Conflict Impact Table

conflict impact table


Major Flashpoints: Where Geopolitics Threatens Markets

The highest-risk areas for investors are where economic and military interests collide. These can be grouped into three main zones:

Taiwan Strait and South China Sea

  1. 48% of institutional investors consider this region their biggest market risk for the next two years.​ It makes a critical geopolitical flashpoint.
  2. $3.4 trillion in trade passes through the area each year.
  3. 60% of China’s trade travels by sea, making it vital for China’s economic security.

Escalating Middle Eastern Conflict

  1. 27% of investors see military conflict in the Middle East as the biggest global security market threat.
  2. The Israel-Hamas conflict is currently the top conflict to watch.
  3. Tensions between Iran and Israel could lead to attacks on energy or nuclear sites, causing new risks.

Ukraine-Russia Instability in Eastern Europe

  1. Russia’s ongoing actions in Ukraine remain one of the most significant and far-reaching geopolitical threats globally.
  2. Europe’s energy security is still at risk because of the conflict.
  3. Less foreign funding makes Ukraine more vulnerable.

How Markets React to these Flashpoints

When geopolitical flashpoints hit unexpectedly, investor confidence evaporates, and markets can drop rapidly. Instability in major trade regions disrupts trust and triggers swift declines across global assets.

Risk aversion increases capital flight from equities into gold and U.S. Treasuries. Sanctions disrupt trade and hamper company profits, lowering stock prices. However, there are mixed effects. About a third of institutional investors intend to aggressively pursue new portfolio strategies in 2025, viewing geopolitical risk volatility as a positive opportunity vs a negative threat.

Investor Positioning for 2025

In 2025, investor positioning reflects a clear shift toward caution. While 33% of investors plan to take an aggressive, high-risk approach, nearly half (48%) say risk-mitigation efforts are dominating their strategies. Additionally, 51% cite geopolitical concerns as the primary factor shaping their investment decisions for the year.

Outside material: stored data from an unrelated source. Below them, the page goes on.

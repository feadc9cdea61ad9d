//! Harness configuration
//!
//! Loaded from a YAML file inside the project (by convention
//! `spec/javascripts/support/jspec.yml`). Every field is optional; a missing
//! or empty file behaves exactly like an empty configuration.

use std::path::{Path, PathBuf};

use serde::{Deserialize, Serialize};
use tracing::debug;

use crate::error::Result;

/// Default spec directory, relative to the project root.
pub const DEFAULT_SPEC_DIR: &str = "spec/javascripts";

/// Default config file location, relative to the project root.
pub const DEFAULT_CONFIG_FILE: &str = "spec/javascripts/support/jspec.yml";

/// Harness configuration
#[derive(Debug, Clone, Default, Serialize, Deserialize)]
pub struct HarnessConfig {
    /// Source directory, relative to the project root
    pub src_dir: Option<String>,

    /// Spec directory, relative to the project root
    pub spec_dir: Option<String>,

    /// Glob patterns for helper files, relative to the spec directory
    pub helpers: Option<Vec<String>>,

    /// Glob patterns for spec files, relative to the spec directory
    pub spec_files: Option<Vec<String>>,

    /// Glob patterns for stylesheets, relative to the source directory
    pub stylesheets: Option<Vec<String>>,

    /// Glob patterns for source files, relative to the source directory
    pub src_files: Option<Vec<String>>,
}

impl HarnessConfig {
    /// Load configuration from a YAML file.
    ///
    /// A missing file, or a file whose document is empty/null, yields the
    /// default (empty) configuration. Malformed YAML is an error.
    pub fn load(path: &Path) -> Result<Self> {
        if !path.exists() {
            debug!("no config file at {}, using defaults", path.display());
            return Ok(Self::default());
        }
        let content = std::fs::read_to_string(path)?;
        let config = serde_yaml::from_str::<Option<Self>>(&content)?.unwrap_or_default();
        debug!("loaded config from {}", path.display());
        Ok(config)
    }

    /// Resolve the source directory against the project root.
    pub fn src_dir(&self, root: &Path) -> PathBuf {
        match &self.src_dir {
            Some(dir) => root.join(dir),
            None => root.to_path_buf(),
        }
    }

    /// Resolve the spec directory against the project root.
    pub fn spec_dir(&self, root: &Path) -> PathBuf {
        root.join(self.spec_dir.as_deref().unwrap_or(DEFAULT_SPEC_DIR))
    }
}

Regional Conflict Intensity

Developing countries feel the most economic pain from rising regional conflicts. Regions of Europe & Central Asia and the Middle East & North Africa are the highest global conflict zones. The number of conflict events per million people in these regions has increased sharply between 2018 and 2025. A single flashpoint can destabilise a region and affect others through market links.

Other Notable Flashpoints

Here are the other notable flashpoints to consider in 2026:

  • Red Sea and Gulf of Aden: Houthis' attacks on ships may bring a bigger U.S. and UK military presence.
  • Korean Peninsula: North Korean weapons tests and border incidents are rare, but could be disastrous if fighting breaks out.
  • Pakistan/Afghanistan Border: Military activity and unrest are rising as Taliban violence continues.
  • Israeli/Palestinian Conflict (West Bank): Rising tensions between Israeli forces and Palestinians may spread further due to expanding settlements.

Geopolitical Risk Tracker and Response

Seerist and Bloomberg created a platform to track geopolitical risks for more than seven million companies. The geopolitical risk tracker 2025 can measure 29 types of threats at the country level. Risk managers can now see conflicts’ effects on their bond and equity portfolios in real time. Automation gives them quicker responses to new threats.

Now, risk managers can see the geopolitical flashpoints' market impact directly on the bonds and equity holdings within their portfolios. These scores are then automatically cascaded from the assessment made at the country level. The use of automation allows risk managers to have real-time responses to emerging threats affecting their portfolios.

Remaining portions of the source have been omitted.